Tiverton and Honiton MP Richard Foord, who raised the plight of Seaton Hospital at Prime Minister’s questions last month, said the strength of feeling in the community showed how important the hospital is.

“The local community fundraised to pay for this hospital, with small donations from people, including those in this hall, contributing to it, and people don’t feel they should be asked to pay twice to save it,” he said.

“As such, we’re calling on NHS Property Services to charge a concessionary rate to use this facility as a health hub for people in Seaton and the surrounding villages.”

He added that Seaton Hospital was handed to NHS Property Services in 2016, and that that organisation’s one shareholder – Secretary of State for Health Steve Barclay – could intervene.

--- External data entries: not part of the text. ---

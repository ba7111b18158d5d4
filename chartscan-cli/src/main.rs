//! Chartscan CLI — import, batch screening jobs and per-symbol queries.
//!
//! Commands:
//! - `import` — load a CSV history into the Parquet series store
//! - `screen` — run the trend-template screen and reconcile the screened list
//! - `vcp` — run VCP detection over the screened list
//! - `levels` — support/resistance levels and chart payload for one symbol
//! - `signal` — graded breakout buy signal for one symbol
//! - `targets` — profit target and stop for the latest bar
//! - `backtest` — toy breakout backtest with optional CSV export
//! - `list screened|vcp` — print stored results
//!
//! Results print as JSON on stdout; logs go to stderr (`RUST_LOG` overrides
//! the default `info` filter).

use anyhow::{bail, Context, Result};
use chartscan_core::data::synthetic::{generate, SyntheticParams};
use chartscan_core::data::{MemorySource, ParquetStore, SeriesSource};
use chartscan_core::domain::SymbolKey;
use chartscan_core::patterns::LevelStrategy;
use chartscan_runner::{
    export_equity_csv, export_trades_csv, import_csv, run_screening, run_vcp_detection, JsonStore, QueryService,
    ScanConfig, ScreenedStore, VcpStore,
};
use chrono::NaiveDate;
use clap::{Parser, Subcommand, ValueEnum};
use serde::Serialize;
use std::path::PathBuf;
use tracing::info;

/// Symbols generated by `--synthetic` when a batch job needs a universe.
const SYNTHETIC_UNIVERSE: &[(&str, &str)] = &[
    ("AAPL", "usa"),
    ("MSFT", "usa"),
    ("NVDA", "usa"),
    ("KO", "usa"),
    ("INFY", "india"),
    ("TCS", "india"),
];

#[derive(Parser)]
#[command(name = "chartscan", about = "Chartscan CLI — chart-pattern screener")]
struct Cli {
    /// Path to a TOML scan config. Defaults apply when omitted.
    #[arg(long, global = true)]
    config: Option<PathBuf>,

    /// Override the Parquet series directory.
    #[arg(long, global = true)]
    data_dir: Option<PathBuf>,

    /// Override the result store directory.
    #[arg(long, global = true)]
    store_dir: Option<PathBuf>,

    /// Read generated histories instead of the series store.
    #[arg(long, global = true, default_value_t = false)]
    synthetic: bool,

    #[command(subcommand)]
    command: Commands,
}

#[derive(Subcommand)]
enum Commands {
    /// Import a CSV history (date,open,high,low,close,volume) for one symbol.
    Import {
        symbol: String,
        /// Path to the CSV file.
        csv: PathBuf,
        #[arg(long, default_value = "usa")]
        country: String,
    },
    /// Run the trend-template screen.
    Screen {
        /// Countries to screen (repeatable). Defaults to the config scope.
        #[arg(long = "country")]
        countries: Vec<String>,
    },
    /// Run VCP detection over the screened list.
    Vcp {
        #[arg(long = "country")]
        countries: Vec<String>,
        /// Detection date (YYYY-MM-DD). Defaults to today.
        #[arg(long)]
        date: Option<String>,
    },
    /// Support/resistance levels and chart payload.
    Levels {
        symbol: String,
        #[arg(long, default_value = "usa")]
        country: String,
        /// Level algorithm. Defaults to the config strategy.
        #[arg(long, value_enum)]
        strategy: Option<StrategyArg>,
        /// Months of history to chart. Defaults to the config value.
        #[arg(long)]
        months: Option<u32>,
    },
    /// Graded breakout buy signal at the latest close.
    Signal {
        symbol: String,
        #[arg(long, default_value = "usa")]
        country: String,
    },
    /// Profit target and stop for the latest bar.
    Targets {
        symbol: String,
        #[arg(long, default_value = "usa")]
        country: String,
    },
    /// Toy breakout backtest.
    Backtest {
        symbol: String,
        #[arg(long, default_value = "usa")]
        country: String,
        /// Write the trade list as CSV.
        #[arg(long)]
        trades_csv: Option<PathBuf>,
        /// Write the equity curve as CSV.
        #[arg(long)]
        equity_csv: Option<PathBuf>,
    },
    /// Print stored results.
    List {
        #[command(subcommand)]
        table: ListTable,
    },
}

#[derive(Subcommand)]
enum ListTable {
    /// Symbols in the screened list.
    Screened {
        #[arg(long = "country")]
        countries: Vec<String>,
    },
    /// Stored VCP detections.
    Vcp {
        #[arg(long = "country")]
        countries: Vec<String>,
    },
}

#[derive(Clone, Copy, ValueEnum)]
enum StrategyArg {
    Zones,
    Monotonic,
}

impl From<StrategyArg> for LevelStrategy {
    fn from(arg: StrategyArg) -> Self {
        match arg {
            StrategyArg::Zones => LevelStrategy::pivot_zones(),
            StrategyArg::Monotonic => LevelStrategy::monotonic_runs(),
        }
    }
}

fn main() -> Result<()> {
    tracing_subscriber::fmt()
        .with_writer(std::io::stderr)
        .with_env_filter(
            tracing_subscriber::EnvFilter::try_from_default_env()
                .unwrap_or_else(|_| "chartscan=info,chartscan_core=info,chartscan_runner=info".into()),
        )
        .init();

    let Cli {
        config,
        data_dir,
        store_dir,
        synthetic,
        command,
    } = Cli::parse();
    let config = load_config(config, data_dir, store_dir)?;

    match command {
        Commands::Import { symbol, csv, country } => {
            if synthetic {
                bail!("--synthetic cannot be combined with import");
            }
            let store = ParquetStore::new(&config.data_dir);
            let key = SymbolKey::new(symbol, country);
            let rows = import_csv(&csv, &store, &key)?;
            print_json(&serde_json::json!({ "symbol": key.symbol, "country": key.country, "rows": rows }))
        }
        Commands::Screen { countries } => {
            let countries = scope(countries, &config);
            let source = open_source(synthetic, &config, None)?;
            let store = open_store(&config)?;
            let summary = run_screening(source.as_ref(), &store, &countries, &config.screener)?;
            print_json(&summary)
        }
        Commands::Vcp { countries, date } => {
            let countries = scope(countries, &config);
            let today = match date {
                Some(d) => NaiveDate::parse_from_str(&d, "%Y-%m-%d").with_context(|| format!("bad --date '{d}'"))?,
                None => chrono::Local::now().date_naive(),
            };
            let source = open_source(synthetic, &config, None)?;
            let store = open_store(&config)?;
            let summary = run_vcp_detection(source.as_ref(), &store, &store, &countries, &config.vcp, today)?;
            print_json(&summary)
        }
        Commands::Levels {
            symbol,
            country,
            strategy,
            months,
        } => {
            let key = SymbolKey::new(symbol, country);
            let strategy = strategy.map(LevelStrategy::from).unwrap_or(config.levels);
            let months = months.unwrap_or(config.chart_months);
            with_query(synthetic, &config, &key, |q| print_json(&q.levels(&key, months, &strategy)?))
        }
        Commands::Signal { symbol, country } => {
            let key = SymbolKey::new(symbol, country);
            with_query(synthetic, &config, &key, |q| print_json(&q.buy_signal(&key)?))
        }
        Commands::Targets { symbol, country } => {
            let key = SymbolKey::new(symbol, country);
            with_query(synthetic, &config, &key, |q| print_json(&q.targets(&key)?))
        }
        Commands::Backtest {
            symbol,
            country,
            trades_csv,
            equity_csv,
        } => {
            let key = SymbolKey::new(symbol, country);
            with_query(synthetic, &config, &key, |q| {
                let report = q.backtest(&key)?;
                if let Some(path) = &trades_csv {
                    std::fs::write(path, export_trades_csv(&report.trades)?)
                        .with_context(|| format!("writing {}", path.display()))?;
                    info!(path = %path.display(), trades = report.trades.len(), "trades written");
                }
                if let Some(path) = &equity_csv {
                    std::fs::write(path, export_equity_csv(&report.equity_curve)?)
                        .with_context(|| format!("writing {}", path.display()))?;
                    info!(path = %path.display(), points = report.equity_curve.len(), "equity curve written");
                }
                print_json(&report)
            })
        }
        Commands::List { table } => {
            let store = open_store(&config)?;
            match table {
                ListTable::Screened { countries } => {
                    let rows = store.list_screened(&scope(countries, &config))?;
                    print_json(&rows)
                }
                ListTable::Vcp { countries } => {
                    let rows = store.list_vcp(&scope(countries, &config))?;
                    print_json(&rows)
                }
            }
        }
    }
}

/// Config file (or defaults) with the directory overrides applied.
fn load_config(path: Option<PathBuf>, data_dir: Option<PathBuf>, store_dir: Option<PathBuf>) -> Result<ScanConfig> {
    let mut config = match path {
        Some(path) => ScanConfig::from_file(&path).with_context(|| format!("loading {}", path.display()))?,
        None => ScanConfig::default(),
    };
    if let Some(dir) = data_dir {
        config.data_dir = dir;
    }
    if let Some(dir) = store_dir {
        config.store_dir = dir;
    }
    Ok(config)
}

fn scope(countries: Vec<String>, config: &ScanConfig) -> Vec<String> {
    if countries.is_empty() {
        config.countries.clone()
    } else {
        countries
    }
}

fn open_store(config: &ScanConfig) -> Result<JsonStore> {
    Ok(JsonStore::open(&config.store_dir)?)
}

/// The series source: the Parquet store, or generated histories covering
/// the demo universe plus `extra`.
fn open_source(synthetic: bool, config: &ScanConfig, extra: Option<&SymbolKey>) -> Result<Box<dyn SeriesSource>> {
    if !synthetic {
        return Ok(Box::new(ParquetStore::new(&config.data_dir)));
    }
    let end = chrono::Local::now().date_naive();
    let start = end - chrono::Duration::days(365 * 3);
    let params = SyntheticParams::default();
    let mut source = MemorySource::new();
    let universe = SYNTHETIC_UNIVERSE.iter().map(|(s, c)| SymbolKey::new(*s, *c));
    for key in universe.chain(extra.cloned()) {
        let rows = generate(&key.symbol, start, end, &params);
        source.insert(key, rows);
    }
    Ok(Box::new(source))
}

fn with_query<F>(synthetic: bool, config: &ScanConfig, key: &SymbolKey, f: F) -> Result<()>
where
    F: FnOnce(&QueryService<'_>) -> Result<()>,
{
    let source = open_source(synthetic, config, Some(key))?;
    let store = open_store(config)?;
    let query = QueryService::new(source.as_ref(), &store, &store, config);
    f(&query)
}

fn print_json<T: Serialize + ?Sized>(value: &T) -> Result<()> {
    println!("{}", serde_json::to_string_pretty(value)?);
    Ok(())
}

“If the secretary of state wanted to, he could change [the rental rate]tomorrow and ensure Seaton Hospital is available for use by the local community,” Mr Foord added.

Many residents hailed the care at Seaton Hospital, with community organisations such as hospital transport services suggesting that significant round-trips for many outpatients to the Royal Devon and Exeter Hospital in Exeter could be avoided if services at Seaton’s expanded.

The meeting also heard that the average age in Seaton, and the prevalence of age-related diseases such as dementia, were higher than the national average, making the campaigners’ plans for a health hub that would house additional services even more important.

Representatives from the Devon ICB and NHS Property Services were invited to the meeting, but did not attend.

Mr Shaw asked for attendees to vote on creating a steering committee comprising the meeting’s speakers, which included Mr Foord, Dr Welland, Cllr Arnott and other stakeholders, to pursue the matter.

This was supported, and Mr Shaw now hopes to lobby Devon County Council’s health scrutiny committee later this month to support the Seaton Hospital campaign. Mr Foord is set to discuss the issue again in parliament later in the month, too.

NHS Devon has previously said the site’s high rent and other charges – which it said amounted to £300,000 a year – were a ‘poor use of taxpayers’ money at a time when we are forecasting another budget deficit of more than £40 million this year’.

“In recent months, we have been talking to local health, care and community partners to see if they are interested and financially able to take on the space, but no viable schemes have been received and we started the process of handing the ward space back to NHS Property Services (NHSPS) so we can save the money that is currently being wasted on it,” a spokesperson said.

“We have always been very happy to talk to prospective occupants of the space if they have a financially viable scheme to take it on – and we remain so.”

MP Mr Foord said after the meeting: “The future of Seaton Community Hospital is one which concerns everyone living in and around the Axe Valley. Today’s packed public meeting, attended by hundreds of people, clearly demonstrates the strength of feeling locally.

“The hospital belongs to the community.  Members of the community and volunteer groups raised millions to help fund construction and equipment – including the very ward that is now threatened with demolition. We cannot allow it to be taken away from those who worked so hard to build it.

“NHS Property Services needs to review the way they rent out facilities such as this. Seeking to charge local charities and community groups a market rate that has been pitched at the upper-end clinical rate is short-sighted and wrong.

“I have met recently with NHS Devon, NHS Property Services, and the Seaton Hospital League of Friends charity. There are potential solutions, but we need the political will from those in Government who have the power to make these decisions.

“NHS Property Services is a Government-owned company with just one shareholder, the Health Secretary Steve Barclay. He has the power to resolve this situation and secure the long-term future of our hospital, and other small rural hospitals across the country.

“I will continue to raise the threat posed by these damaging proposals and fight to save the whole of this local hospital for the community. Local people have made plain to me this afternoon that they feel that the Hospital is theirs – and in their eyes – not available for NHS Property Services to sell.”